Material provided START

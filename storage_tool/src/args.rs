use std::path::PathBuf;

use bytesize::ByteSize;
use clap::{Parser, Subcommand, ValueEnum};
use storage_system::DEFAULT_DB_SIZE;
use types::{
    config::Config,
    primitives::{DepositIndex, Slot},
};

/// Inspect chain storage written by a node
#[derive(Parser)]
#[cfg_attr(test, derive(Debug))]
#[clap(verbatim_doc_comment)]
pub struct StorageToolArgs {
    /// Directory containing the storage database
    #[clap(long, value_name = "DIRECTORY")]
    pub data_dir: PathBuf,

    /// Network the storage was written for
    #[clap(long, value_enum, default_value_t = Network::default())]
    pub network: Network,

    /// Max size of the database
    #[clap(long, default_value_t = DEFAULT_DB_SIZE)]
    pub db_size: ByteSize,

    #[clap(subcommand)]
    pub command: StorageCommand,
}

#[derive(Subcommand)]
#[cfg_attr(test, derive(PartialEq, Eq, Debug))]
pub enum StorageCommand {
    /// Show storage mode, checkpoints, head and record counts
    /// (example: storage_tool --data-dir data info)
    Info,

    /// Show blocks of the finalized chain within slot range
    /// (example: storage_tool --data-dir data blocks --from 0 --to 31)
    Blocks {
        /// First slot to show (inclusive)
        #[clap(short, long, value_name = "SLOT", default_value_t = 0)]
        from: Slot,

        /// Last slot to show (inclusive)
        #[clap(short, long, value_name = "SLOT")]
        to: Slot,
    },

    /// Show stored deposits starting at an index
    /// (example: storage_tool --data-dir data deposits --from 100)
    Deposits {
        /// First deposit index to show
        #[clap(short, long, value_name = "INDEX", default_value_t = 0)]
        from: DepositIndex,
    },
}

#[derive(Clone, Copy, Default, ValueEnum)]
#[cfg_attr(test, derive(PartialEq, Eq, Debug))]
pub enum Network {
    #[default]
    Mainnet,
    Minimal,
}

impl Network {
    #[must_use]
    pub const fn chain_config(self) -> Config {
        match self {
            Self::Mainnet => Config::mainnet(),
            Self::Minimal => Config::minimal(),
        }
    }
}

Material provided END
Material provided START

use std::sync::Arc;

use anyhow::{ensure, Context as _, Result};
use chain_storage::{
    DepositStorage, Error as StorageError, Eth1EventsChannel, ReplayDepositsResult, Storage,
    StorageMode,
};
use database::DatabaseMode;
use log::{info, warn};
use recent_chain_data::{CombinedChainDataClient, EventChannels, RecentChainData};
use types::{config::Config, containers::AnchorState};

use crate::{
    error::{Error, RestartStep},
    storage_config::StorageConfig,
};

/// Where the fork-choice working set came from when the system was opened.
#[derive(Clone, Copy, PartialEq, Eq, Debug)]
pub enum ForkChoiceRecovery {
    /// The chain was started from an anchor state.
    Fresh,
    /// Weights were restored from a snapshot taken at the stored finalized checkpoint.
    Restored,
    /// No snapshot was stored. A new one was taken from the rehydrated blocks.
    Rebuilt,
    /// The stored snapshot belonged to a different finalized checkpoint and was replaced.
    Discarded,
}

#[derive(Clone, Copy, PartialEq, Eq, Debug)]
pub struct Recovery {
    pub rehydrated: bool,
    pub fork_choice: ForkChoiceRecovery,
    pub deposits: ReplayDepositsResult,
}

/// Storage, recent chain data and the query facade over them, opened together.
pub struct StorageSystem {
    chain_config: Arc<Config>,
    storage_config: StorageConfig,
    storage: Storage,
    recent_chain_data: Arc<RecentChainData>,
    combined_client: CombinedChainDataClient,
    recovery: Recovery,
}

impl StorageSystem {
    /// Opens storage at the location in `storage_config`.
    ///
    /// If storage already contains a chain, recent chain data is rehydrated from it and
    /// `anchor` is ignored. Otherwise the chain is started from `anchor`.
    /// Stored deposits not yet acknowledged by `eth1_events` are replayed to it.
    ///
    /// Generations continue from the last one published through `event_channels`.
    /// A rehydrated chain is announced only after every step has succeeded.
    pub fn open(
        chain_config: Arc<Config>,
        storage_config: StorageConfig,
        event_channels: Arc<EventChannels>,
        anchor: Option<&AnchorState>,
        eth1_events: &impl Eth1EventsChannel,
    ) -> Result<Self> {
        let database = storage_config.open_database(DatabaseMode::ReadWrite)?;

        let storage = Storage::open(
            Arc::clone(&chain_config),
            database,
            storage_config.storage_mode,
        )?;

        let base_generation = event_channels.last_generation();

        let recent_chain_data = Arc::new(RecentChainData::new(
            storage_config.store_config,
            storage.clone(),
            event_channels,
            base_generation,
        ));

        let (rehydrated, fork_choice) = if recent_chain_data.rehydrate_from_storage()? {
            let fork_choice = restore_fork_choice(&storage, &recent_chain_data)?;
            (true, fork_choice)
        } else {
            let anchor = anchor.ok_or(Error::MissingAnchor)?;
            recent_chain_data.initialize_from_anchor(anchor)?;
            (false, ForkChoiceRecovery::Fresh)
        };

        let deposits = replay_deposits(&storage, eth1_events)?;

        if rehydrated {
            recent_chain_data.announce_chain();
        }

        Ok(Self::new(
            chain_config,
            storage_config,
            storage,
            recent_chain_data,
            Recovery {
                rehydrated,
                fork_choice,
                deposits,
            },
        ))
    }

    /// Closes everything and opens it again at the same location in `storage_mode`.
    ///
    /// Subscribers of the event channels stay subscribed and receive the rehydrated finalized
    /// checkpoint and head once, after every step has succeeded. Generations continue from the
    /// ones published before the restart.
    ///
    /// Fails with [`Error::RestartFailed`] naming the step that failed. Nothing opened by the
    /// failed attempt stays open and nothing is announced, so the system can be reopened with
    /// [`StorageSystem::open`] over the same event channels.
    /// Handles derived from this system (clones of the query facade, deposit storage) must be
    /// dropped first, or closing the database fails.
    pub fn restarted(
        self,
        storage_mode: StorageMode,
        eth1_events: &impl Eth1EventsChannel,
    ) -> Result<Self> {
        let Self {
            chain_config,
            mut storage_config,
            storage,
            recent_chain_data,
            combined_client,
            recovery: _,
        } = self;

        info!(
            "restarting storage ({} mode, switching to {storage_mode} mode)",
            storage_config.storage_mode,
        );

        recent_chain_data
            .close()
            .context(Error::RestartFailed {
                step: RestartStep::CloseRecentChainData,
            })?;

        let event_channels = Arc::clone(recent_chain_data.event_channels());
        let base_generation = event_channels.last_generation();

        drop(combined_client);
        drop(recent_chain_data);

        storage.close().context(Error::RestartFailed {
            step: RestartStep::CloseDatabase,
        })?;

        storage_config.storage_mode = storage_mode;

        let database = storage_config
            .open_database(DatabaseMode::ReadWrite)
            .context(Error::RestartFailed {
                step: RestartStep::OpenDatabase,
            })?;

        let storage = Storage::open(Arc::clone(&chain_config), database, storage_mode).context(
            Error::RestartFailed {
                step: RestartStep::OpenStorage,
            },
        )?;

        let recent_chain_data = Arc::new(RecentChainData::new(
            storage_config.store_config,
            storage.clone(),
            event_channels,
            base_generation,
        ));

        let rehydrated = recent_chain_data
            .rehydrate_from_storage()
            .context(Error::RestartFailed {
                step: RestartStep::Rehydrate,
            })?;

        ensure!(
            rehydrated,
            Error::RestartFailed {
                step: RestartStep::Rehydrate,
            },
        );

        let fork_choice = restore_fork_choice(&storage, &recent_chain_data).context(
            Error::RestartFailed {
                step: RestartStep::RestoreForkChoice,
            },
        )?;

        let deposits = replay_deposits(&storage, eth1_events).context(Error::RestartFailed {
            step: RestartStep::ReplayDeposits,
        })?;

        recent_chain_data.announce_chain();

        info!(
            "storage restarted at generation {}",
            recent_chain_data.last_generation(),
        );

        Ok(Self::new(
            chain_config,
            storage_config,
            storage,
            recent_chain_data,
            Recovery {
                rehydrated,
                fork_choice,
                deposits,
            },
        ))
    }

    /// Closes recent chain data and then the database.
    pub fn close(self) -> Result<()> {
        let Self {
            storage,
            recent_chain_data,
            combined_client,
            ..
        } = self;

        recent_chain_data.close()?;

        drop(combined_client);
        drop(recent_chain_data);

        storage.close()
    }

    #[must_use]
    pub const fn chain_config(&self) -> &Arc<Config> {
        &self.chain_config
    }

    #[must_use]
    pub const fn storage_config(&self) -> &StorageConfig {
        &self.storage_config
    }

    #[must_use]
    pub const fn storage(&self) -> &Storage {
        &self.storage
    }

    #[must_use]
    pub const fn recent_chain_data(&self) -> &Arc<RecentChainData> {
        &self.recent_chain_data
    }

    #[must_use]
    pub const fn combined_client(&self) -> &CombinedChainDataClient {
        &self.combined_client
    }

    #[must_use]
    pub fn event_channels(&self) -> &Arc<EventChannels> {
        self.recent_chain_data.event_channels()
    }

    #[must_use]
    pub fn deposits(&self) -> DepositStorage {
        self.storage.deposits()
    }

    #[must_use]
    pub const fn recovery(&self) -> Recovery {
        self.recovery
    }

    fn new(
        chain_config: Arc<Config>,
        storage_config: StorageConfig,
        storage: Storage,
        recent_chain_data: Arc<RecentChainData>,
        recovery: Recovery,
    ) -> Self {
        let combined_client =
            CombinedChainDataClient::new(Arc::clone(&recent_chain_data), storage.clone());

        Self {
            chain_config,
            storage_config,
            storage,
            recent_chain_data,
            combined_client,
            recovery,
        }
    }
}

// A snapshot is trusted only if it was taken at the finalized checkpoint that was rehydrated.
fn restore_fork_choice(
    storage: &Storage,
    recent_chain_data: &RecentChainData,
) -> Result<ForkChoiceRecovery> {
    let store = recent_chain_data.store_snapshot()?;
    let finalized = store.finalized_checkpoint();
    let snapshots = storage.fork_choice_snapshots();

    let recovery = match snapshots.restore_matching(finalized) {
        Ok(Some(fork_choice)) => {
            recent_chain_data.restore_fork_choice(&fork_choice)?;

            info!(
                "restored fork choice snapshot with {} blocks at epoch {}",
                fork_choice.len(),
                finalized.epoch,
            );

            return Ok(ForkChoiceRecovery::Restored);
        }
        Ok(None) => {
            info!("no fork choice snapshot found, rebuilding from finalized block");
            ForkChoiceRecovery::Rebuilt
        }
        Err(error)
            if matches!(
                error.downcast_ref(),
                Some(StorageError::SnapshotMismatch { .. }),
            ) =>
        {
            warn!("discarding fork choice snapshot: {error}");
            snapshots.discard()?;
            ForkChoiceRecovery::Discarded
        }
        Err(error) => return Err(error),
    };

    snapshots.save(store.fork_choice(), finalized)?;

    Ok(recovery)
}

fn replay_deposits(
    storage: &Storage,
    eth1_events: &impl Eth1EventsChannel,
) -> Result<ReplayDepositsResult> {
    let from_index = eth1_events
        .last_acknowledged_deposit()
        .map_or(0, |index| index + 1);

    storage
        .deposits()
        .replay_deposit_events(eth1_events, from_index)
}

Material provided END
Material provided START

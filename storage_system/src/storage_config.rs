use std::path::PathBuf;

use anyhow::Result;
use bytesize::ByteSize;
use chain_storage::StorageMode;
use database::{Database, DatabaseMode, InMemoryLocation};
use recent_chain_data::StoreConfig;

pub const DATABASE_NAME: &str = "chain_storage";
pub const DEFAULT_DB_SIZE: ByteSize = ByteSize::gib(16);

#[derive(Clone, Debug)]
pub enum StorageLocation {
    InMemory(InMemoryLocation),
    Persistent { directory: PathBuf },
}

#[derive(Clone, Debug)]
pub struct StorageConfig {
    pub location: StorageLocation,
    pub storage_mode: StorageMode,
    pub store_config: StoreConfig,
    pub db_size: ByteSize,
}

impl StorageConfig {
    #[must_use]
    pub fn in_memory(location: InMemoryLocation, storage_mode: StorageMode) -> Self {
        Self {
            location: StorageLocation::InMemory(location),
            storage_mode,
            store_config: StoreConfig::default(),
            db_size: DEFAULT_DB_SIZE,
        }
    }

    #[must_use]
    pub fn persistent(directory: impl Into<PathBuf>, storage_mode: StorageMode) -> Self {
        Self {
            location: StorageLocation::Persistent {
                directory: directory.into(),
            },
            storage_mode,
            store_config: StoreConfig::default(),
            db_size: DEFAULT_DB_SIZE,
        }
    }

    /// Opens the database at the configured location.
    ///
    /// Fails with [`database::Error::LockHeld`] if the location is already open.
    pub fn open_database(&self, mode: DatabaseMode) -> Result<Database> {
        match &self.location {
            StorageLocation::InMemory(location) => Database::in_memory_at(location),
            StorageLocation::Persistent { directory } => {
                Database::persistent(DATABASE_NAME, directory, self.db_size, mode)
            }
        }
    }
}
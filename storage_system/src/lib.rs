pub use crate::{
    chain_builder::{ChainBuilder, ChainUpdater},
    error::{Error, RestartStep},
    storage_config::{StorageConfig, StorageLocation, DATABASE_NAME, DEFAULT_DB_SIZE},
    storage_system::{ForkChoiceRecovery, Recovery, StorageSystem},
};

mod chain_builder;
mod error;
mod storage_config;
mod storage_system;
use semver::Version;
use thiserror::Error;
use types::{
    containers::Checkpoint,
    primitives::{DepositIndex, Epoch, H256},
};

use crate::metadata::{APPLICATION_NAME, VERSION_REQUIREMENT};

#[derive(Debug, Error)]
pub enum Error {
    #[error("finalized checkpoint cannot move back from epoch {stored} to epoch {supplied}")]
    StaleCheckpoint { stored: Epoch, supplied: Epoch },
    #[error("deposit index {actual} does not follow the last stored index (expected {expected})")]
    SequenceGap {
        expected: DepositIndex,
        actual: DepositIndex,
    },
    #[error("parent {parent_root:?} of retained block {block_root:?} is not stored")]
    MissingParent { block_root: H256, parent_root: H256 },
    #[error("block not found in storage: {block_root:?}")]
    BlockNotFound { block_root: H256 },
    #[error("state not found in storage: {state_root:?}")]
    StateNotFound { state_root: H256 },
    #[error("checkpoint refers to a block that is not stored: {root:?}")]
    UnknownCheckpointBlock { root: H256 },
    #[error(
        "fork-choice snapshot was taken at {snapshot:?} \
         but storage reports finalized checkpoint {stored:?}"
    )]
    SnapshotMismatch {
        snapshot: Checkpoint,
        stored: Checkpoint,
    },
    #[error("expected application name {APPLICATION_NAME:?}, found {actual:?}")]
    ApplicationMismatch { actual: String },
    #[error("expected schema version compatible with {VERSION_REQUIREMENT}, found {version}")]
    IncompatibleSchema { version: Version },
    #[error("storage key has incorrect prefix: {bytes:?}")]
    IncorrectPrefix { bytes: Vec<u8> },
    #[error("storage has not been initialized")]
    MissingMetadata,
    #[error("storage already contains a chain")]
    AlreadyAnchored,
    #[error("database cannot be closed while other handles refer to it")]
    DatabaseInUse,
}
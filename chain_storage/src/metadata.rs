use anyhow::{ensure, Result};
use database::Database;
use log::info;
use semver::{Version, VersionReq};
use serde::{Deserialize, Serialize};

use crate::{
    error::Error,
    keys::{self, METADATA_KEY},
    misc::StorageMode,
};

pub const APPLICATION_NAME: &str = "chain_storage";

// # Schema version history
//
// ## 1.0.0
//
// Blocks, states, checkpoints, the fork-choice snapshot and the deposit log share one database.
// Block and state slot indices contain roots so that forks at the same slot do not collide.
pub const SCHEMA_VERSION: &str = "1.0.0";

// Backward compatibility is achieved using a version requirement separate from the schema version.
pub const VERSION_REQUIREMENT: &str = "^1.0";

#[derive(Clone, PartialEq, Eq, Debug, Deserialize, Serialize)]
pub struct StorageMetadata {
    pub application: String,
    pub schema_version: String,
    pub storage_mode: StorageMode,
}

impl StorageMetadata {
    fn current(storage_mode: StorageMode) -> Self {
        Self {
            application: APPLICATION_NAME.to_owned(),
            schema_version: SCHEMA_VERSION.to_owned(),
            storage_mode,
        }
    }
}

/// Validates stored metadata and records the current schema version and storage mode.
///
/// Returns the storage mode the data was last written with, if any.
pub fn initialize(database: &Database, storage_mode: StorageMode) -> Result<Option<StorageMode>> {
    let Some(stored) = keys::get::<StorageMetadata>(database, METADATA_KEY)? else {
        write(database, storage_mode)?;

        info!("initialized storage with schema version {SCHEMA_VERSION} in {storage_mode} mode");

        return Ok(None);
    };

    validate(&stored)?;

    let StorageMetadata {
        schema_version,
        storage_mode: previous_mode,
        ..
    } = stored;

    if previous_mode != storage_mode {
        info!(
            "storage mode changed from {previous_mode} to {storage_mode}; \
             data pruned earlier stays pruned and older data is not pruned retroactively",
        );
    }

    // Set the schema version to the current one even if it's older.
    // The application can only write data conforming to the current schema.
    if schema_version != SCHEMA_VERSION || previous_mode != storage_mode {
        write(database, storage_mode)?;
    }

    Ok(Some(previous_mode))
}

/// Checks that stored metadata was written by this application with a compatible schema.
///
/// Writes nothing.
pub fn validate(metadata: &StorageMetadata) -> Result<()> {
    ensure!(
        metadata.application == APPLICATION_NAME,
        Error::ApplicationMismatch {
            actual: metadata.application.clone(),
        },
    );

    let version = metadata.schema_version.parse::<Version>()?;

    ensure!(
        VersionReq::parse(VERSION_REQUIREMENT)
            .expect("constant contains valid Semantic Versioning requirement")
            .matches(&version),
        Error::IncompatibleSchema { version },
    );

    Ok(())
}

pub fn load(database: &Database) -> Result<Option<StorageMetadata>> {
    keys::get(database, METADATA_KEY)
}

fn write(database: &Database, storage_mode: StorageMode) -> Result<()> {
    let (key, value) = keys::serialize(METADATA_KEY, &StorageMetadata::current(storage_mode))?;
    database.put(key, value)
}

Material provided END

Your answer should be every line above that contains the word "CombinedChainDataClient".

use recent_chain_data::{CombinedChainDataClient, EventChannels, RecentChainData};
    combined_client: CombinedChainDataClient,
    pub const fn combined_client(&self) -> &CombinedChainDataClient {
            CombinedChainDataClient::new(Arc::clone(&recent_chain_data), storage.clone());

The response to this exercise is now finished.